Gordon, Gordon Cycle & Motor Company Ltd was a British manufacturer of bicycles and motor cars in 1903 and 1904. It was established on the Seven Sisters Road, north London.

History
Gordon Cycle & Motor Company was established on the Seven Sisters Road, north London in 1903 and production ended in 1904.

Motorcars
The Gordon Miniature was a voiturette with a 6 hp single cylinder engine, two speed transmission and chain drive to the rear axle. It  weighed under 488 pounds and was priced at 125 guineas (£131.25).

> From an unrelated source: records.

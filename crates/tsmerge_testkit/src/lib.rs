//! # tsmerge Testkit
//!
//! Test utilities for tsmerge.
//!
//! This crate provides:
//! - On-disk layouts with data files, sidecars, ledgers and compaction logs
//! - Disk snapshots for comparing outcomes
//! - A fault-injecting [`FileSystem`](tsmerge_storage::FileSystem)
//! - Torn-write backends and a kill-at-every-checkpoint crash matrix
//! - Property-based test generators using proptest
//!
//! ## Usage
//!
//! ```rust,ignore
//! use tsmerge_testkit::prelude::*;
//!
//! #[test]
//! fn every_crash_point_recovers() {
//!     let results = CrashMatrix::new(3).run();
//!     assert!(results.iter().all(|r| r.passed));
//! }
//! ```

#![deny(unsafe_code)]
#![warn(missing_docs)]

pub mod crash;
pub mod faulty;
pub mod fixtures;
pub mod generators;

/// Prelude module for convenient imports
pub mod prelude {
    pub use crate::crash::*;
    pub use crate::faulty::*;
    pub use crate::fixtures::*;
    pub use crate::generators::*;
}

pub use crash::*;
pub use faulty::*;
pub use fixtures::*;
pub use generators::*;
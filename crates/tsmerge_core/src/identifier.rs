//! Canonical data file references and on-disk naming.
//!
//! A data file lives at
//!
//! ```text
//! <root>/<sequence|unsequence>/<logical group>/<virtual group>/<partition>/<name>.tsfile
//! ```
//!
//! and drags a family of siblings along with it:
//!
//! | Suffix | Meaning |
//! |---|---|
//! | `.tsfile` | committed, readable data file |
//! | `.tsfile.resource` | sidecar describing the data file |
//! | `.tsfile.target` | in-flight merge output, not yet promoted |
//! | `.tsfile.mods` | committed delete ledger |
//! | `.tsfile.compaction.mods` | in-flight delete ledger |
//!
//! Suffix strings are confined to this module; everything else asks a
//! [`FileIdentifier`] for the path it needs.

use crate::error::{CoreError, CoreResult};
use crate::types::{RegistryKey, SequenceClass};
use std::ffi::OsString;
use std::fmt;
use std::path::{Component, Path, PathBuf};

/// Suffix of a committed data file.
pub const TSFILE_SUFFIX: &str = ".tsfile";
/// Suffix appended to a data file path to name its sidecar.
pub const RESOURCE_SUFFIX: &str = ".resource";
/// Suffix appended to a final target name while it is being written.
pub const TEMP_TARGET_SUFFIX: &str = ".target";
/// Suffix appended to a data file path to name its committed ledger.
pub const MODS_SUFFIX: &str = ".mods";
/// Suffix appended to a data file path to name its in-flight ledger.
pub const COMPACTION_MODS_SUFFIX: &str = ".compaction.mods";

/// Separator between fields of an identifier's info string.
const INFO_SEPARATOR: char = ' ';

/// Appends a raw suffix to a path without touching its extension.
#[must_use]
pub fn append_suffix(path: &Path, suffix: &str) -> PathBuf {
    let mut raw: OsString = path.as_os_str().to_owned();
    raw.push(suffix);
    PathBuf::from(raw)
}

/// Canonical reference to a data file.
///
/// Two identifiers are equal iff every field matches. The storage root
/// currently holding the file is deliberately not part of the identity.
#[derive(Debug, Clone, PartialEq, Eq, Hash, PartialOrd, Ord)]
pub struct FileIdentifier {
    /// Logical group name.
    pub logical_group: String,
    /// Virtual group id.
    pub virtual_group: String,
    /// Time partition id.
    pub time_partition: i64,
    /// Sequence class.
    pub sequence: SequenceClass,
    /// File name within the partition directory.
    pub file_name: String,
}

impl FileIdentifier {
    /// Creates an identifier for `file_name` inside the registry `key`.
    #[must_use]
    pub fn new(key: &RegistryKey, file_name: impl Into<String>) -> Self {
        Self {
            logical_group: key.logical_group.clone(),
            virtual_group: key.virtual_group.clone(),
            time_partition: key.time_partition,
            sequence: key.sequence,
            file_name: file_name.into(),
        }
    }

    /// Returns the registry this file belongs to.
    #[must_use]
    pub fn registry_key(&self) -> RegistryKey {
        RegistryKey::new(
            self.logical_group.clone(),
            self.virtual_group.clone(),
            self.time_partition,
            self.sequence,
        )
    }

    /// Path of the file relative to a storage root.
    #[must_use]
    pub fn relative_path(&self) -> PathBuf {
        self.registry_key().partition_dir().join(&self.file_name)
    }

    /// Relative path of the sidecar.
    #[must_use]
    pub fn sidecar_path(&self) -> PathBuf {
        append_suffix(&self.relative_path(), RESOURCE_SUFFIX)
    }

    /// Relative path of the committed ledger.
    #[must_use]
    pub fn mods_path(&self) -> PathBuf {
        append_suffix(&self.relative_path(), MODS_SUFFIX)
    }

    /// Relative path of the in-flight ledger.
    #[must_use]
    pub fn compaction_mods_path(&self) -> PathBuf {
        append_suffix(&self.relative_path(), COMPACTION_MODS_SUFFIX)
    }

    /// Returns true if this names an in-flight merge output.
    #[must_use]
    pub fn is_temp_target(&self) -> bool {
        self.file_name.ends_with(TEMP_TARGET_SUFFIX)
    }

    /// Returns the identifier of the in-flight form of this file.
    #[must_use]
    pub fn as_temp_target(&self) -> Self {
        if self.is_temp_target() {
            return self.clone();
        }
        self.with_file_name(format!("{}{TEMP_TARGET_SUFFIX}", self.file_name))
    }

    /// Returns the identifier of the final (promoted) form of this file.
    #[must_use]
    pub fn as_final(&self) -> Self {
        match self.file_name.strip_suffix(TEMP_TARGET_SUFFIX) {
            Some(stem) => self.with_file_name(stem),
            None => self.clone(),
        }
    }

    /// Returns a copy naming a different file in the same partition.
    #[must_use]
    pub fn with_file_name(&self, file_name: impl Into<String>) -> Self {
        Self {
            file_name: file_name.into(),
            ..self.clone()
        }
    }

    /// Parses the trailing five components of an absolute or relative path.
    ///
    /// # Errors
    ///
    /// Returns `InvalidFormat` if the path is too short, the class directory
    /// is unknown or the partition is not an integer.
    pub fn from_path(path: &Path) -> CoreResult<Self> {
        let parts: Vec<&str> = path
            .components()
            .filter_map(|c| match c {
                Component::Normal(s) => s.to_str(),
                _ => None,
            })
            .collect();
        if parts.len() < 5 {
            return Err(CoreError::invalid_format(format!(
                "data file path has too few components: {}",
                path.display()
            )));
        }
        let tail = &parts[parts.len() - 5..];
        let sequence = SequenceClass::from_dir_name(tail[0]).ok_or_else(|| {
            CoreError::invalid_format(format!("unknown sequence directory: {}", tail[0]))
        })?;
        let time_partition = tail[3].parse::<i64>().map_err(|_| {
            CoreError::invalid_format(format!("invalid time partition: {}", tail[3]))
        })?;

        Ok(Self {
            logical_group: tail[1].to_string(),
            virtual_group: tail[2].to_string(),
            time_partition,
            sequence,
            file_name: tail[4].to_string(),
        })
    }

    /// Renders `"<group> <virtual group> <partition> <true|false> <name>"`.
    #[must_use]
    pub fn to_info_string(&self) -> String {
        let sep = INFO_SEPARATOR;
        format!(
            "{}{sep}{}{sep}{}{sep}{}{sep}{}",
            self.logical_group,
            self.virtual_group,
            self.time_partition,
            self.sequence.as_flag(),
            self.file_name
        )
    }

    /// Parses the output of [`Self::to_info_string`].
    ///
    /// # Errors
    ///
    /// Returns `InvalidFormat` for anything that is not exactly five valid fields.
    pub fn from_info_string(info: &str) -> CoreResult<Self> {
        let fields: Vec<&str> = info.split(INFO_SEPARATOR).collect();
        let [group, virtual_group, partition, flag, name] = fields.as_slice() else {
            return Err(CoreError::invalid_format(format!(
                "expected 5 identifier fields, got {}",
                fields.len()
            )));
        };
        let time_partition = partition
            .parse::<i64>()
            .map_err(|_| CoreError::invalid_format(format!("invalid time partition: {partition}")))?;
        let sequence = match *flag {
            "true" => SequenceClass::Sequence,
            "false" => SequenceClass::Unsequence,
            other => {
                return Err(CoreError::invalid_format(format!(
                    "invalid sequence flag: {other}"
                )))
            }
        };
        if group.is_empty() || virtual_group.is_empty() || name.is_empty() {
            return Err(CoreError::invalid_format("empty identifier field"));
        }

        Ok(Self {
            logical_group: (*group).to_string(),
            virtual_group: (*virtual_group).to_string(),
            time_partition,
            sequence,
            file_name: (*name).to_string(),
        })
    }
}

impl fmt::Display for FileIdentifier {
    fn fmt(&self, f: &mut fmt::Formatter<'_>) -> fmt::Result {
        write!(f, "{}", self.relative_path().display())
    }
}

/// Structured data file name: `{timestamp}-{version}-{inner}-{cross}.tsfile`.
#[derive(Debug, Clone, Copy, PartialEq, Eq, PartialOrd, Ord, Hash)]
pub struct TsFileName {
    /// Creation timestamp.
    pub timestamp: u64,
    /// Flush version.
    pub version: u64,
    /// Number of inner compactions this file has been through.
    pub inner_level: u32,
    /// Number of cross compactions this file has been through.
    pub cross_level: u32,
}

impl TsFileName {
    /// Parses a data file name.
    ///
    /// # Errors
    ///
    /// Returns `InvalidFormat` if the name does not have four numeric fields.
    pub fn parse(name: &str) -> CoreResult<Self> {
        let stem = name.strip_suffix(TSFILE_SUFFIX).unwrap_or(name);
        let fields: Vec<&str> = stem.split('-').collect();
        let invalid = || CoreError::invalid_format(format!("invalid data file name: {name}"));
        let [timestamp, version, inner, cross] = fields.as_slice() else {
            return Err(invalid());
        };

        Ok(Self {
            timestamp: timestamp.parse().map_err(|_| invalid())?,
            version: version.parse().map_err(|_| invalid())?,
            inner_level: inner.parse().map_err(|_| invalid())?,
            cross_level: cross.parse().map_err(|_| invalid())?,
        })
    }

    /// Name of the file produced by inner-compacting a run starting at `self`.
    #[must_use]
    pub const fn next_inner_level(self) -> Self {
        Self {
            inner_level: self.inner_level + 1,
            ..self
        }
    }

    /// File name without the `.tsfile` suffix.
    #[must_use]
    pub fn stem(&self) -> String {
        format!(
            "{}-{}-{}-{}",
            self.timestamp, self.version, self.inner_level, self.cross_level
        )
    }
}

impl fmt::Display for TsFileName {
    fn fmt(&self, f: &mut fmt::Formatter<'_>) -> fmt::Result {
        write!(f, "{}{TSFILE_SUFFIX}", self.stem())
    }
}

In 1904 the car was enhanced with a 3 speed gearbox.

See also
 List of car manufacturers of the United Kingdom

References

Other sources
 Harald Linz, Halwart Schrader: Die Internationale Automobil-Enzyklopädie. United Soft Media Verlag, München 2008, . 
 George Nick Georgano (Chefredakteur): The Beaulieu Encyclopedia of the Automobile. Volume 2: G–O. Fitzroy Dearborn Publishers, Chicago 2001, . (englisch)
 David Culshaw, Peter Horrobin: The Complete Catalogue of British Cars 1895–1975. Veloce Publishing PLC, Dorchester 1997, . (englisch)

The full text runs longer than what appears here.